- Born: Sérgio Moraes July 23, 1982 (age 43) São Paulo, Brazil
- Other names: Serginho, The Panther
- Height: 6 ft (183 cm)
- Weight: 170 lb (77 kg; 12 st 2 lb)
- Division: Middleweight Welterweight
- Reach: 73 in (185 cm)
- Fighting out of: São Paulo, São Paulo, Brazil
- Team: Evolução Thai Alliance Jiu Jitsu
- Rank: 3rd degree black belt in Brazilian Jiu-Jitsu under Everdan Olegário
- Years active: 2006–2020

Mixed martial arts record
- Total: 22
- Wins: 14
- By knockout: 1
- By submission: 8
- By decision: 5
- Losses: 7
- By knockout: 4
- By decision: 3
- Draws: 1

Other information
- Mixed martial arts record from Sherdog

= Sérgio Moraes =

Brazilian mixed martial artist (born 1982)

Sérgio Moraes (born July 23, 1982) is a Brazilian former mixed martial artist who competed in the welterweight and middleweight divisions of the Ultimate Fighting Championship, as well as being a competitor on The Ultimate Fighter: Brazil.

==Background==
Moraes is often called “O Orgulho da Cohab” meaning literally “The Pride of Cohab”. Moraes was born in Cohab.

Moraes is a 4-time Brazilian Jiu Jitsu World Champion but his most famous fight was when he defeated Kron Gracie at the 2008 World Championship. Moraes's affiliation is the Alliance Jiu Jitsu Team.

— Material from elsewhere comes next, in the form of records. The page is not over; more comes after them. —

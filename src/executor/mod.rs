//! # Script Executor
//!
//! Runs parsed statements against a [`ScriptContext`].
//!
//! ## Layout
//!
//! - `types`: values, the expression AST, shared numeric semantics, the context
//! - `expressions`: the tree-walking evaluator and the [`RuntimeContext`] seam
//! - `builtins`: `Math`, `JSON`, string and array methods, constructors
//! - `interp`: [`Interpreter`], binding a context to services and cancellation
//! - `evaluate`: evaluator selection and the expression cache
//! - `statements`: assignment, loop, conditional, function and try executors

pub mod builtins;
pub mod errors;
pub mod evaluate;
pub mod expressions;
pub mod interp;
pub mod services;
pub mod statements;
pub mod types;

#[cfg(test)]
mod tests;

pub use errors::{ErrorInfo, ScriptError};
pub use evaluate::ExpressionCache;
pub use expressions::{eval_expr, EvalResult, RuntimeContext};
pub use interp::Interpreter;
pub use services::Services;
pub use statements::{execute_statements, Control};
pub use types::{ContextDelta, Expr, ScriptContext, Val};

Sérgio is currently the head Jiu Jitsu instructor at Evolução Thai in Curitiba, Brazil. Currently instructing at Reza Martial Arts Center Bahrain.

==Mixed martial arts career==

===Early career===
Moraes made his professional MMA debut in October 2006 in his native Brazil. Over the next five years, he amassed a record of six wins and one loss, with five of his six wins coming via submission.

Moraes made his United States debut in June 2009 for Bellator Fighting Championships. After being rocked early in the round, Moraes was able to get a takedown and quickly lash up a Triangle choke to defeat Josh Martin via submission in the first round at Bellator 12.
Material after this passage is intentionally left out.